(Work to complete):
Nothing but an exact reprint of the records is to be returned.

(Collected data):
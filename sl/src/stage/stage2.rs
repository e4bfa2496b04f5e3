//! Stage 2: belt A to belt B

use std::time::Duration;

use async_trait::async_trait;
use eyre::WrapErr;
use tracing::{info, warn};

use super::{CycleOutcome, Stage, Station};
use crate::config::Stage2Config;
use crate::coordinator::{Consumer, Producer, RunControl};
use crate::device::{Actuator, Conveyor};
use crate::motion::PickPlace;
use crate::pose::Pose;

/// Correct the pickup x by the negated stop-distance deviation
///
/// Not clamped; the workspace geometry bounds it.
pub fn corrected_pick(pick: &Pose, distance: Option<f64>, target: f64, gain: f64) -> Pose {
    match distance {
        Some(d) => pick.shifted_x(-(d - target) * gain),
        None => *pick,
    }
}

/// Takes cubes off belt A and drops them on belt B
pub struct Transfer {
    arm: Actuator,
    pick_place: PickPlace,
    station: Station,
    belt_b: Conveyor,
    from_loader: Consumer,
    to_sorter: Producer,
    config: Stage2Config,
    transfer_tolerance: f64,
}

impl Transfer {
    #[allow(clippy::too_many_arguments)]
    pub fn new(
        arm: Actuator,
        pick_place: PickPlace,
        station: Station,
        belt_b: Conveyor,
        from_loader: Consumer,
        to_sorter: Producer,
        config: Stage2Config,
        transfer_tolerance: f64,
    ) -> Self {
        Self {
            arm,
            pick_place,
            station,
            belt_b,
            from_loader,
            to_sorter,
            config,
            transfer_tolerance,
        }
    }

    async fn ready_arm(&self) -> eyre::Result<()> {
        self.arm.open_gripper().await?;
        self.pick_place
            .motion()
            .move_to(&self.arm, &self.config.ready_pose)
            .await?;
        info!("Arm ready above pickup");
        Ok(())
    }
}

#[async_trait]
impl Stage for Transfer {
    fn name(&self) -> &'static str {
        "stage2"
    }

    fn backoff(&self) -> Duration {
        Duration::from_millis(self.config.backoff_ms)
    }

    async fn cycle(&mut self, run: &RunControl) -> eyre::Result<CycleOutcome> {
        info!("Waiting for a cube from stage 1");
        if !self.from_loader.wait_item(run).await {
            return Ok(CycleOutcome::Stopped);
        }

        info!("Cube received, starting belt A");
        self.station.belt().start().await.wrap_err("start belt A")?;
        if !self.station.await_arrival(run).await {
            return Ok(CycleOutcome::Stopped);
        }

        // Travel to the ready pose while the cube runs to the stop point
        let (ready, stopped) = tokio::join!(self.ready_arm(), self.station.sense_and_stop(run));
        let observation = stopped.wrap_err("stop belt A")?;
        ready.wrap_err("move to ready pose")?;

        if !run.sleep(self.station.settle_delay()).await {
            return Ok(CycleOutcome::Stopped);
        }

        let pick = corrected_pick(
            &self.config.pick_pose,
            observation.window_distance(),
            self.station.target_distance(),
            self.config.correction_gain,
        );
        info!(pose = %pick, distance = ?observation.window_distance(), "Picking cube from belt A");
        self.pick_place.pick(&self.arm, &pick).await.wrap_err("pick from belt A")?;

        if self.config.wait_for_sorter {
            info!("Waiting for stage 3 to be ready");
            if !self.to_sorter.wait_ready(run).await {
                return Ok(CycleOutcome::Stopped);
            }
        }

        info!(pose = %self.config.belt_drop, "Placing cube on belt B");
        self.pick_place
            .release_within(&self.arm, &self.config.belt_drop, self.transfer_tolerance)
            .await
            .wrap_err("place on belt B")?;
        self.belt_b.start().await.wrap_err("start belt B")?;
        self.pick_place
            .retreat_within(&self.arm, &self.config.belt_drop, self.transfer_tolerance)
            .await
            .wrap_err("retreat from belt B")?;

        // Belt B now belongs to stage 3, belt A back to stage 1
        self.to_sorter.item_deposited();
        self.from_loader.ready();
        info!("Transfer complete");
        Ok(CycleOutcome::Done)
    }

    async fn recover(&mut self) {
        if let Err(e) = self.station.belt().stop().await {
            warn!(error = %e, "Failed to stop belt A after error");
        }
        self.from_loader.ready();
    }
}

(Solution for this exercise):
filename sl/src/stage/stage2.rs
repository e4bfa2496b04f5e3
//! Stage 2: belt A to belt B

use std::time::Duration;

use async_trait::async_trait;
use eyre::WrapErr;
use tracing::{info, warn};

use super::{CycleOutcome, Stage, Station};
use crate::config::Stage2Config;
use crate::coordinator::{Consumer, Producer, RunControl};
use crate::device::{Actuator, Conveyor};
use crate::motion::PickPlace;
use crate::pose::Pose;

/// Correct the pickup x by the negated stop-distance deviation
///
/// Not clamped; the workspace geometry bounds it.
pub fn corrected_pick(pick: &Pose, distance: Option<f64>, target: f64, gain: f64) -> Pose {
    match distance {
        Some(d) => pick.shifted_x(-(d - target) * gain),
        None => *pick,
    }
}

/// Takes cubes off belt A and drops them on belt B
pub struct Transfer {
    arm: Actuator,
    pick_place: PickPlace,
    station: Station,
    belt_b: Conveyor,
    from_loader: Consumer,
    to_sorter: Producer,
    config: Stage2Config,
    transfer_tolerance: f64,
}

impl Transfer {
    #[allow(clippy::too_many_arguments)]
    pub fn new(
        arm: Actuator,
        pick_place: PickPlace,
        station: Station,
        belt_b: Conveyor,
        from_loader: Consumer,
        to_sorter: Producer,
        config: Stage2Config,
        transfer_tolerance: f64,
    ) -> Self {
        Self {
            arm,
            pick_place,
            station,
            belt_b,
            from_loader,
            to_sorter,
            config,
            transfer_tolerance,
        }
    }

    async fn ready_arm(&self) -> eyre::Result<()> {
        self.arm.open_gripper().await?;
        self.pick_place
            .motion()
            .move_to(&self.arm, &self.config.ready_pose)
            .await?;
        info!("Arm ready above pickup");
        Ok(())
    }
}

#[async_trait]
impl Stage for Transfer {
    fn name(&self) -> &'static str {
        "stage2"
    }

    fn backoff(&self) -> Duration {
        Duration::from_millis(self.config.backoff_ms)
    }

    async fn cycle(&mut self, run: &RunControl) -> eyre::Result<CycleOutcome> {
        info!("Waiting for a cube from stage 1");
        if !self.from_loader.wait_item(run).await {
            return Ok(CycleOutcome::Stopped);
        }

        info!("Cube received, starting belt A");
        self.station.belt().start().await.wrap_err("start belt A")?;
        if !self.station.await_arrival(run).await {
            return Ok(CycleOutcome::Stopped);
        }

        // Travel to the ready pose while the cube runs to the stop point
        let (ready, stopped) = tokio::join!(self.ready_arm(), self.station.sense_and_stop(run));
        let observation = stopped.wrap_err("stop belt A")?;
        ready.wrap_err("move to ready pose")?;

        if !run.sleep(self.station.settle_delay()).await {
            return Ok(CycleOutcome::Stopped);
        }

        let pick = corrected_pick(
            &self.config.pick_pose,
            observation.window_distance(),
            self.station.target_distance(),
            self.config.correction_gain,
        );
        info!(pose = %pick, distance = ?observation.window_distance(), "Picking cube from belt A");
        self.pick_place.pick(&self.arm, &pick).await.wrap_err("pick from belt A")?;

        if self.config.wait_for_sorter {
            info!("Waiting for stage 3 to be ready");
            if !self.to_sorter.wait_ready(run).await {
                return Ok(CycleOutcome::Stopped);
            }
        }

        info!(pose = %self.config.belt_drop, "Placing cube on belt B");
        self.pick_place
            .release_within(&self.arm, &self.config.belt_drop, self.transfer_tolerance)
            .await
            .wrap_err("place on belt B")?;
        self.belt_b.start().await.wrap_err("start belt B")?;
        self.pick_place
            .retreat_within(&self.arm, &self.config.belt_drop, self.transfer_tolerance)
            .await
            .wrap_err("retreat from belt B")?;

        // Belt B now belongs to stage 3, belt A back to stage 1
        self.to_sorter.item_deposited();
        self.from_loader.ready();
        info!("Transfer complete");
        Ok(CycleOutcome::Done)
    }

    async fn recover(&mut self) {
        if let Err(e) = self.station.belt().stop().await {
            warn!(error = %e, "Failed to stop belt A after error");
        }
        self.from_loader.ready();
    }
}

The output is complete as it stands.